◆ **Task objective**: Everything in the listing must be repeated word for word.

◆ **Records for the exercise**:
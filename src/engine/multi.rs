//! Multi-metric query engine (spec.md §4.F): same outer shape as the
//! single-metric engine, but each query's SQL executes once per
//! (tenant, matched schema) and the resulting rows are projected once
//! per enabled child metric.

use std::time::Duration;

use tracing::{error, warn};

use crate::config::{QueryChildMetric, QueryConfig};
use crate::engine::single::TenantQuerySnapshot;
use crate::engine::{metric_name_with_unit, parallel_map_with_deadline};
use crate::filter::{check_version_requirement, matched_schemas, sub_slice_in_slice, validate_select_only};
use crate::models::{MetricData, MetricRecord, MetricType};
use crate::projection::{self, ProjectionInput, SharedMetadata};
use crate::tenant::Tenant;

/// Per-child accumulator, keyed by position in `query.metrics`.
struct ChildAccumulator {
    name: String,
    help: String,
    metric_type: MetricType,
    unit: String,
    records: Vec<MetricRecord>,
}

/// Runs one query against one tenant across every matched schema and
/// projects the shared result set through every enabled child metric. If
/// every child is disabled the SQL is never executed (spec.md §4.F).
pub async fn get_query_metric_data(
    query: &QueryConfig,
    tenant: &TenantQuerySnapshot,
    timeout: Duration,
    component_aware_versions: bool,
) -> Vec<MetricData> {
    if query.metrics.iter().all(|m| m.disabled) {
        return Vec::new();
    }
    if !query.version_filter.is_empty()
        && !check_version_requirement(&tenant.version, &query.version_filter, component_aware_versions)
    {
        return Vec::new();
    }
    if !sub_slice_in_slice(&query.tag_filter, &tenant.tags) {
        return Vec::new();
    }
    if !validate_select_only(&query.sql) {
        error!(tenant = %tenant.name, "only SELECT statements are allowed, skipping query");
        return Vec::new();
    }
    let schemas = matched_schemas(&query.schema_filter, &tenant.schemas);
    if schemas.is_empty() {
        error!(tenant = %tenant.name, "query schema filter must include at least one tenant schema");
        return Vec::new();
    }

    let meta = SharedMetadata {
        tenant: tenant.name.clone(),
        usage: tenant.usage.clone(),
        sid: tenant.sid.clone(),
        insnr: tenant.instance_number.clone(),
        database_name: tenant.database_name.clone(),
    };

    let mut accumulators: Vec<ChildAccumulator> = query
        .metrics
        .iter()
        .map(|child| ChildAccumulator {
            name: child.name.clone(),
            help: child.help.clone(),
            metric_type: child.metric_type,
            unit: child.unit.clone(),
            records: Vec::new(),
        })
        .collect();

    for schema in &schemas {
        let sql = query.sql.replace("<SCHEMA>", schema);
        let result_set = match tenant.conn.query(&sql, timeout).await {
            Ok(rs) => rs,
            Err(err) => {
                warn!(tenant = %tenant.name, schema = %schema, %err, "query failed, skipping schema");
                continue;
            }
        };

        for (child, acc) in query.metrics.iter().zip(accumulators.iter_mut()) {
            if child.disabled {
                continue;
            }
            project_child(child, &result_set, &meta, schema, tenant, acc);
        }
    }

    accumulators
        .into_iter()
        .filter(|acc| !acc.records.is_empty())
        .map(|acc| MetricData {
            name: metric_name_with_unit(&acc.name, &acc.unit),
            help: acc.help,
            metric_type: acc.metric_type,
            records: acc.records,
        })
        .collect()
}

fn project_child(
    child: &QueryChildMetric,
    result_set: &crate::driver::ResultSet,
    meta: &SharedMetadata,
    schema: &str,
    tenant: &TenantQuerySnapshot,
    acc: &mut ChildAccumulator,
) {
    let input = ProjectionInput {
        metric_name: &child.name,
        rows: &result_set.rows,
        columns: &result_set.columns,
        labels: &child.labels,
        value_column: &child.value_column,
    };
    let child_name = &child.name;
    let tenant_name = &tenant.name;
    let mut records = projection::project_rows(&input, meta, |msg| {
        warn!(metric = %child_name, tenant = %tenant_name, "{msg}");
    });
    projection::set_schema_label(&mut records, schema);
    acc.records.extend(records.drain(..));
}

/// Fans out `get_query_metric_data` across every tenant, within
/// `deadline`, flattening each tenant's per-child `MetricData` list.
pub async fn collect_query_metric(
    query: QueryConfig,
    tenants: &[TenantQuerySnapshot],
    deadline: Duration,
    component_aware_versions: bool,
) -> Vec<MetricData> {
    let results = parallel_map_with_deadline(tenants.to_vec(), deadline, move |tenant| {
        let query = query.clone();
        async move { get_query_metric_data(&query, &tenant, deadline, component_aware_versions).await }
    })
    .await;
    results.into_iter().flatten().collect()
}

/// Collects every configured query, one task per query, matching
/// `collect_metrics`'s structure in §4.E but merging per-tenant child
/// results instead of one flat record list.
pub async fn collect_query_metrics(
    queries: &[QueryConfig],
    tenants: &[Tenant],
    deadline: Duration,
    component_aware_versions: bool,
) -> Vec<MetricData> {
    let snapshots: Vec<TenantQuerySnapshot> =
        tenants.iter().map(TenantQuerySnapshot::from_tenant).collect();

    let mut tasks = Vec::with_capacity(queries.len());
    for query in queries.iter().cloned() {
        let snapshots = snapshots.clone();
        tasks.push(tokio::spawn(async move {
            collect_query_metric(query, &snapshots, deadline, component_aware_versions).await
        }));
    }

    let mut out = Vec::new();
    for task in tasks {
        match task.await {
            Ok(data) => out.extend(data),
            Err(err) => error!(%err, "query worker panicked"),
        }
    }
    out
}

◆ **Solution for this exercise**:
filename src/engine/multi.rs
//! Multi-metric query engine (spec.md §4.F): same outer shape as the
//! single-metric engine, but each query's SQL executes once per
//! (tenant, matched schema) and the resulting rows are projected once
//! per enabled child metric.

use std::time::Duration;

use tracing::{error, warn};

use crate::config::{QueryChildMetric, QueryConfig};
use crate::engine::single::TenantQuerySnapshot;
use crate::engine::{metric_name_with_unit, parallel_map_with_deadline};
use crate::filter::{check_version_requirement, matched_schemas, sub_slice_in_slice, validate_select_only};
use crate::models::{MetricData, MetricRecord, MetricType};
use crate::projection::{self, ProjectionInput, SharedMetadata};
use crate::tenant::Tenant;

/// Per-child accumulator, keyed by position in `query.metrics`.
struct ChildAccumulator {
    name: String,
    help: String,
    metric_type: MetricType,
    unit: String,
    records: Vec<MetricRecord>,
}

/// Runs one query against one tenant across every matched schema and
/// projects the shared result set through every enabled child metric. If
/// every child is disabled the SQL is never executed (spec.md §4.F).
pub async fn get_query_metric_data(
    query: &QueryConfig,
    tenant: &TenantQuerySnapshot,
    timeout: Duration,
    component_aware_versions: bool,
) -> Vec<MetricData> {
    if query.metrics.iter().all(|m| m.disabled) {
        return Vec::new();
    }
    if !query.version_filter.is_empty()
        && !check_version_requirement(&tenant.version, &query.version_filter, component_aware_versions)
    {
        return Vec::new();
    }
    if !sub_slice_in_slice(&query.tag_filter, &tenant.tags) {
        return Vec::new();
    }
    if !validate_select_only(&query.sql) {
        error!(tenant = %tenant.name, "only SELECT statements are allowed, skipping query");
        return Vec::new();
    }
    let schemas = matched_schemas(&query.schema_filter, &tenant.schemas);
    if schemas.is_empty() {
        error!(tenant = %tenant.name, "query schema filter must include at least one tenant schema");
        return Vec::new();
    }

    let meta = SharedMetadata {
        tenant: tenant.name.clone(),
        usage: tenant.usage.clone(),
        sid: tenant.sid.clone(),
        insnr: tenant.instance_number.clone(),
        database_name: tenant.database_name.clone(),
    };

    let mut accumulators: Vec<ChildAccumulator> = query
        .metrics
        .iter()
        .map(|child| ChildAccumulator {
            name: child.name.clone(),
            help: child.help.clone(),
            metric_type: child.metric_type,
            unit: child.unit.clone(),
            records: Vec::new(),
        })
        .collect();

    for schema in &schemas {
        let sql = query.sql.replace("<SCHEMA>", schema);
        let result_set = match tenant.conn.query(&sql, timeout).await {
            Ok(rs) => rs,
            Err(err) => {
                warn!(tenant = %tenant.name, schema = %schema, %err, "query failed, skipping schema");
                continue;
            }
        };

        for (child, acc) in query.metrics.iter().zip(accumulators.iter_mut()) {
            if child.disabled {
                continue;
            }
            project_child(child, &result_set, &meta, schema, tenant, acc);
        }
    }

    accumulators
        .into_iter()
        .filter(|acc| !acc.records.is_empty())
        .map(|acc| MetricData {
            name: metric_name_with_unit(&acc.name, &acc.unit),
            help: acc.help,
            metric_type: acc.metric_type,
            records: acc.records,
        })
        .collect()
}

fn project_child(
    child: &QueryChildMetric,
    result_set: &crate::driver::ResultSet,
    meta: &SharedMetadata,
    schema: &str,
    tenant: &TenantQuerySnapshot,
    acc: &mut ChildAccumulator,
) {
    let input = ProjectionInput {
        metric_name: &child.name,
        rows: &result_set.rows,
        columns: &result_set.columns,
        labels: &child.labels,
        value_column: &child.value_column,
    };
    let child_name = &child.name;
    let tenant_name = &tenant.name;
    let mut records = projection::project_rows(&input, meta, |msg| {
        warn!(metric = %child_name, tenant = %tenant_name, "{msg}");
    });
    projection::set_schema_label(&mut records, schema);
    acc.records.extend(records.drain(..));
}

/// Fans out `get_query_metric_data` across every tenant, within
/// `deadline`, flattening each tenant's per-child `MetricData` list.
pub async fn collect_query_metric(
    query: QueryConfig,
    tenants: &[TenantQuerySnapshot],
    deadline: Duration,
    component_aware_versions: bool,
) -> Vec<MetricData> {
    let results = parallel_map_with_deadline(tenants.to_vec(), deadline, move |tenant| {
        let query = query.clone();
        async move { get_query_metric_data(&query, &tenant, deadline, component_aware_versions).await }
    })
    .await;
    results.into_iter().flatten().collect()
}

/// Collects every configured query, one task per query, matching
/// `collect_metrics`'s structure in §4.E but merging per-tenant child
/// results instead of one flat record list.
pub async fn collect_query_metrics(
    queries: &[QueryConfig],
    tenants: &[Tenant],
    deadline: Duration,
    component_aware_versions: bool,
) -> Vec<MetricData> {
    let snapshots: Vec<TenantQuerySnapshot> =
        tenants.iter().map(TenantQuerySnapshot::from_tenant).collect();

    let mut tasks = Vec::with_capacity(queries.len());
    for query in queries.iter().cloned() {
        let snapshots = snapshots.clone();
        tasks.push(tokio::spawn(async move {
            collect_query_metric(query, &snapshots, deadline, component_aware_versions).await
        }));
    }

    let mut out = Vec::new();
    for task in tasks {
        match task.await {
            Ok(data) => out.extend(data),
            Err(err) => error!(%err, "query worker panicked"),
        }
    }
    out
}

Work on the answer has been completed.